Environ 90 % des prairies chinoises sont dégradées, de même que 53 % des zones humides côtières. Depuis 1950, la Chine a perdu 80 % de ses récifs coralliens et 73 % de ses mangroves. Ces enjeux mettent en évidence la nécessité de prendre des mesures énergiques pour protéger les derniers bastions de la biodiversité du pays.

Image satellite du barrage des Trois Gorges en 2009
Le barrage des Trois-Gorges sur le fleuve Yangtsé en Chine, visible en bas à droite, a été construit pour fournir de l’électricité et aider à prévenir les inondations. Il a modifié les habitats de milliers de plantes, d’animaux et de poissons, dont des espèces menacées. NASA Earth Observatory

Objectifs de la COP15

Le principal objectif de la conférence de Montréal est l’adoption d’un cadre mondial pour la biodiversité pour les années qui viennent. Cette feuille de route s’appuie sur les cadres élaborés lors des rencontres précédentes, notamment les objectifs d’Aichi de 2010. Comme l’ont rapporté les Nations unies, les États n’ont réalisé aucun des objectifs d’Aichi fixés pour 2020, bien que six objectifs aient été partiellement atteints.

Le nouveau cadre propose vingt-deux objectifs à atteindre d’ici 2030 et quatre objectifs clés à atteindre d’ici 2050. Cela comprend la préservation des écosystèmes, la diversification des services que la nature rend aux populations, l’équité dans le partage des ressources génétiques, telles que les données numériques de séquençage de l’ADN, et la consolidation des engagements financiers.

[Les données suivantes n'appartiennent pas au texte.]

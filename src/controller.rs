// Copyright (c) 2025 Erick Bourgeois, firestoned
// SPDX-License-Identifier: MIT

//! Claim and volume controllers.
//!
//! Two `kube::runtime` controllers drive the [`Provisioner`]:
//!
//! - the claim controller provisions pending, unbound claims whose
//!   `StorageClass` names this provisioner and publishes the returned volume
//! - the volume controller tears down `Released` volumes with reclaim policy
//!   `Delete` that this provisioner created, then deletes the volume
//!
//! Failed reconciliations are retried after the configured requeue delay.
//! kube-runtime never runs two reconciliations of the same object at once.

use crate::constants::{
    ANNOTATION_PROVISIONED_BY, ANNOTATION_SELECTED_NODE, BINDING_MODE_WAIT_FOR_FIRST_CONSUMER,
    CLAIM_PHASE_PENDING, RECLAIM_POLICY_DELETE, VOLUME_NAME_PREFIX, VOLUME_PHASE_RELEASED,
};
use crate::provisioner::{ProvisionRequest, Provisioner};
use crate::store::{qualified_name, ClusterStore, ObjectStore};
use anyhow::{Context as _, Result};
use futures::StreamExt;
use k8s_openapi::api::core::v1::{PersistentVolume, PersistentVolumeClaim};
use k8s_openapi::api::storage::v1::StorageClass;
use kube::{
    runtime::{controller::Action, watcher::Config, Controller},
    Api, Client, ResourceExt,
};
use std::sync::Arc;
use tracing::{debug, error, info, warn};

#[derive(Debug, thiserror::Error)]
#[error(transparent)]
pub struct ReconcileError(#[from] anyhow::Error);

/// Shared state handed to every reconciliation.
pub struct ControllerContext {
    store: Arc<dyn ClusterStore>,
    provisioner: Arc<Provisioner>,
}

impl ControllerContext {
    pub fn new(store: Arc<dyn ClusterStore>, provisioner: Arc<Provisioner>) -> Self {
        Self { store, provisioner }
    }
}

/// Name of the volume published for `claim`: `pvc-<claim uid>`.
#[must_use]
pub fn volume_name_for_claim(claim: &PersistentVolumeClaim) -> Option<String> {
    claim
        .uid()
        .filter(|uid| !uid.is_empty())
        .map(|uid| format!("{VOLUME_NAME_PREFIX}{uid}"))
}

/// Whether `claim` is waiting for a dynamically provisioned volume.
#[must_use]
pub fn claim_is_pending(claim: &PersistentVolumeClaim) -> bool {
    if claim.metadata.deletion_timestamp.is_some() {
        return false;
    }
    let phase = claim.status.as_ref().and_then(|s| s.phase.as_deref());
    if phase.is_some_and(|p| p != CLAIM_PHASE_PENDING) {
        return false;
    }
    claim
        .spec
        .as_ref()
        .is_some_and(|spec| spec.volume_name.as_deref().unwrap_or_default().is_empty())
}

/// Whether `claim` may be provisioned now under the binding mode of `class`.
#[must_use]
pub fn binding_allows_provisioning(claim: &PersistentVolumeClaim, class: &StorageClass) -> bool {
    class.volume_binding_mode.as_deref() != Some(BINDING_MODE_WAIT_FOR_FIRST_CONSUMER)
        || claim.annotations().contains_key(ANNOTATION_SELECTED_NODE)
}

/// Whether `volume` is a released volume of ours that should be deleted.
#[must_use]
pub fn volume_needs_delete(volume: &PersistentVolume, provisioner_name: &str) -> bool {
    if volume.metadata.deletion_timestamp.is_some() {
        return false;
    }
    let released = volume
        .status
        .as_ref()
        .and_then(|s| s.phase.as_deref())
        == Some(VOLUME_PHASE_RELEASED);
    let reclaim_delete = volume
        .spec
        .as_ref()
        .and_then(|s| s.persistent_volume_reclaim_policy.as_deref())
        == Some(RECLAIM_POLICY_DELETE);
    let ours = volume
        .annotations()
        .get(ANNOTATION_PROVISIONED_BY)
        .is_some_and(|name| name == provisioner_name);

    released && reclaim_delete && ours
}

/// Provision `claim` if it is pending and belongs to this provisioner.
///
/// Returns the name of the published volume, or `None` when the claim was
/// left alone.
///
/// # Errors
///
/// Returns an error when reading the class, provisioning or publishing the
/// volume fails.
pub async fn provision_claim(
    claim: &PersistentVolumeClaim,
    ctx: &ControllerContext,
) -> Result<Option<String>> {
    if !claim_is_pending(claim) {
        return Ok(None);
    }
    let claim_name = qualified_name(claim.namespace().as_deref(), &claim.name_any());

    let Some(class_name) = claim
        .spec
        .as_ref()
        .and_then(|spec| spec.storage_class_name.clone())
        .filter(|name| !name.is_empty())
    else {
        return Ok(None);
    };

    let Some(class) = ObjectStore::<StorageClass>::get(&*ctx.store, None, &class_name).await?
    else {
        debug!(claim = %claim_name, storage_class = %class_name, "StorageClass not found, ignoring claim");
        return Ok(None);
    };
    if class.provisioner != ctx.provisioner.config().provisioner_name {
        return Ok(None);
    }
    if !binding_allows_provisioning(claim, &class) {
        debug!(claim = %claim_name, "Waiting for a node to be selected");
        return Ok(None);
    }

    let volume_name = volume_name_for_claim(claim)
        .with_context(|| format!("claim {claim_name} has no uid"))?;

    if ObjectStore::<PersistentVolume>::get(&*ctx.store, None, &volume_name)
        .await?
        .is_some()
    {
        debug!(claim = %claim_name, volume = %volume_name, "Volume already published");
        return Ok(Some(volume_name));
    }

    let request = ProvisionRequest {
        volume_name: volume_name.clone(),
        claim: claim.clone(),
        storage_class: Some(class),
    };
    let volume = ctx.provisioner.provision(&request).await?;

    match ObjectStore::<PersistentVolume>::create(&*ctx.store, &volume).await {
        Ok(_) => info!(claim = %claim_name, volume = %volume_name, "Published volume"),
        Err(e) if e.is_already_exists() => {
            debug!(volume = %volume_name, "Volume published concurrently");
        }
        Err(e) => return Err(e).context(format!("failed to publish volume {volume_name}")),
    }
    Ok(Some(volume_name))
}

/// Delete `volume` and its backing resources if it is released and ours.
///
/// Returns whether the volume was handled.
///
/// # Errors
///
/// Returns an error when deleting the backing resources or the volume fails.
pub async fn release_volume(volume: &PersistentVolume, ctx: &ControllerContext) -> Result<bool> {
    if !volume_needs_delete(volume, &ctx.provisioner.config().provisioner_name) {
        return Ok(false);
    }
    let name = volume.name_any();

    ctx.provisioner.delete(volume).await?;

    match ObjectStore::<PersistentVolume>::delete(&*ctx.store, None, &name).await {
        Ok(()) => info!(volume = %name, "Deleted released volume"),
        Err(e) if e.is_not_found() => {}
        Err(e) => return Err(e).context(format!("failed to delete volume {name}")),
    }
    Ok(true)
}

async fn reconcile_claim(
    claim: Arc<PersistentVolumeClaim>,
    ctx: Arc<ControllerContext>,
) -> Result<Action, ReconcileError> {
    debug!(
        claim = %claim.name_any(),
        namespace = ?claim.namespace(),
        "Reconcile called for PersistentVolumeClaim"
    );

    match provision_claim(&claim, &ctx).await {
        Ok(_) => Ok(Action::await_change()),
        Err(e) => {
            error!("Failed to provision claim {}: {:#}", claim.name_any(), e);
            Err(e.into())
        }
    }
}

async fn reconcile_volume(
    volume: Arc<PersistentVolume>,
    ctx: Arc<ControllerContext>,
) -> Result<Action, ReconcileError> {
    debug!(volume = %volume.name_any(), "Reconcile called for PersistentVolume");

    match release_volume(&volume, &ctx).await {
        Ok(_) => Ok(Action::await_change()),
        Err(e) => {
            error!("Failed to delete volume {}: {:#}", volume.name_any(), e);
            Err(e.into())
        }
    }
}

/// Error policy shared by both controllers
fn error_policy<K>(resource: Arc<K>, err: &ReconcileError, ctx: Arc<ControllerContext>) -> Action
where
    K: kube::Resource,
{
    let delay = ctx.provisioner.config().requeue_delay;
    warn!(
        name = %resource.meta().name.as_deref().unwrap_or_default(),
        error = %err,
        requeue_secs = delay.as_secs(),
        "Reconciliation failed, requeueing"
    );
    Action::requeue(delay)
}

/// Run the `PersistentVolumeClaim` controller
///
/// # Errors
///
/// Never fails on reconciliation errors; those are requeued.
pub async fn run_claim_controller(client: Client, ctx: Arc<ControllerContext>) -> Result<()> {
    info!("Starting PersistentVolumeClaim controller");

    let api = Api::<PersistentVolumeClaim>::all(client);

    Controller::new(api, Config::default())
        .run(reconcile_claim, error_policy, ctx)
        .for_each(|_| futures::future::ready(()))
        .await;

    Ok(())
}

/// Run the `PersistentVolume` controller
///
/// # Errors
///
/// Never fails on reconciliation errors; those are requeued.
pub async fn run_volume_controller(client: Client, ctx: Arc<ControllerContext>) -> Result<()> {
    info!("Starting PersistentVolume controller");

    let api = Api::<PersistentVolume>::all(client);

    Controller::new(api, Config::default())
        .run(reconcile_volume, error_policy, ctx)
        .for_each(|_| futures::future::ready(()))
        .await;

    Ok(())
}

#[cfg(test)]
#[path = "controller_tests.rs"]
mod controller_tests;
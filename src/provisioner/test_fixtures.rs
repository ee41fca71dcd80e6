// Copyright (c) 2025 Erick Bourgeois, firestoned
// SPDX-License-Identifier: MIT

//! Shared builders for provisioner unit tests.

use crate::config::{ProvisionerConfig, ServerKind};
use crate::constants::DEFAULT_PROVISIONER_NAME;
use crate::labels::CLASS_CONFIG_ANNOTATION;
use crate::provisioner::volume_config::{ClaimOwner, EffectiveVolumeConfig};
use k8s_openapi::api::core::v1::{
    PersistentVolumeClaim, PersistentVolumeClaimSpec, VolumeResourceRequirements,
};
use k8s_openapi::api::storage::v1::StorageClass;
use k8s_openapi::apimachinery::pkg::api::resource::Quantity;
use k8s_openapi::apimachinery::pkg::apis::meta::v1::ObjectMeta;
use std::collections::BTreeMap;
use std::sync::Arc;

pub const NAMESPACE: &str = "nfs-provisioner";

pub fn provisioner_config() -> ProvisionerConfig {
    ProvisionerConfig {
        default_backend_storage_class: Some("standard".to_string()),
        ..ProvisionerConfig::default()
    }
}

pub fn shared_config() -> Arc<ProvisionerConfig> {
    Arc::new(provisioner_config())
}

pub fn volume_config(volume_id: &str) -> EffectiveVolumeConfig {
    EffectiveVolumeConfig {
        volume_id: volume_id.to_string(),
        owner_claim: ClaimOwner {
            namespace: "apps".to_string(),
            name: "data".to_string(),
            uid: "u1".to_string(),
        },
        storage_class: "nfs".to_string(),
        server_kind: ServerKind::Kernel,
        backend_storage_class: Some("standard".to_string()),
        exports: None,
        lease_seconds: 90,
        grace_seconds: 90,
        capacity: Some(Quantity("1Gi".to_string())),
        group_id: None,
        owner: None,
        mode: None,
        resources: None,
        node_affinity: Vec::new(),
    }
}

pub fn owning_claim(namespace: &str, name: &str, uid: &str, class: &str) -> PersistentVolumeClaim {
    PersistentVolumeClaim {
        metadata: ObjectMeta {
            name: Some(name.to_string()),
            namespace: Some(namespace.to_string()),
            uid: Some(uid.to_string()),
            ..Default::default()
        },
        spec: Some(PersistentVolumeClaimSpec {
            storage_class_name: Some(class.to_string()),
            access_modes: Some(vec!["ReadWriteMany".to_string()]),
            resources: Some(VolumeResourceRequirements {
                requests: Some(BTreeMap::from([(
                    "storage".to_string(),
                    Quantity("1Gi".to_string()),
                )])),
                ..Default::default()
            }),
            ..Default::default()
        }),
        ..Default::default()
    }
}

pub fn storage_class(name: &str, config: Option<&str>) -> StorageClass {
    StorageClass {
        metadata: ObjectMeta {
            name: Some(name.to_string()),
            annotations: config.map(|c| {
                BTreeMap::from([(CLASS_CONFIG_ANNOTATION.to_string(), c.to_string())])
            }),
            ..Default::default()
        },
        provisioner: DEFAULT_PROVISIONER_NAME.to_string(),
        ..Default::default()
    }
}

Nous serons nombreux à suivre l’évolution de la situation pour voir si la Chine peut jouer un rôle de leader et promouvoir la collaboration et le consensus. L’un des principaux défis consiste à trouver un moyen de financer les mesures ambitieuses prévues par le nouveau cadre. Les défenseurs de l’environnement exhortent les pays riches à fournir jusqu’à 60 milliards de dollars US par an pour aider les pays à faible revenu à financer des projets de préservation et à lutter contre le trafic illégal d’espèces sauvages.

La Chine s’est engagée dans cette voie en 2021 en lançant le Fonds pour la biodiversité de Kunming et en y contribuant à hauteur de 230 millions de dollars. Les promesses de dons des autres nations, principalement de la France, du Royaume-Uni, du Japon et de l’Union européenne, s’élèvent actuellement à quelque 5,2 milliards de dollars par an.

La Chine devra probablement répondre à des questions concernant sa nouvelle route de la soie, un projet d’infrastructure de grande envergure qui prévoit la construction de voies ferrées, de pipelines et d’autoroutes dans plus de 60 pays. Ses détracteurs affirment qu’elle va causer de la déforestation, des inondations et d’autres effets néfastes sur l’environnement, y compris dans des points névralgiques de la biodiversité mondiale comme le Triangle de Corailen Asie du Sud-Est, qui abrite l’un des plus importants systèmes de récifs au monde.

La Chine s’est engagée à rendre sa nouvelle route de la soie plus verte et, en 2021, Xi Jinping s’est engagé à mettre fin au financement de nouvelles centrales électriques au charbon à l’étranger, ce qui a entraîné jusqu’ici l’annulation de 26 centrales. C’est un début, mais la Chine doit faire davantage d’efforts pour remédier aux impacts de ce projet sur la planète.

La Chine, qui abrite 18 % de la population mondiale et produit 18,4 % du PIB mondial, a un rôle clé à jouer dans la préservation de la nature. J’espère qu’elle exercera un leadership audacieux à Montréal et par la suite.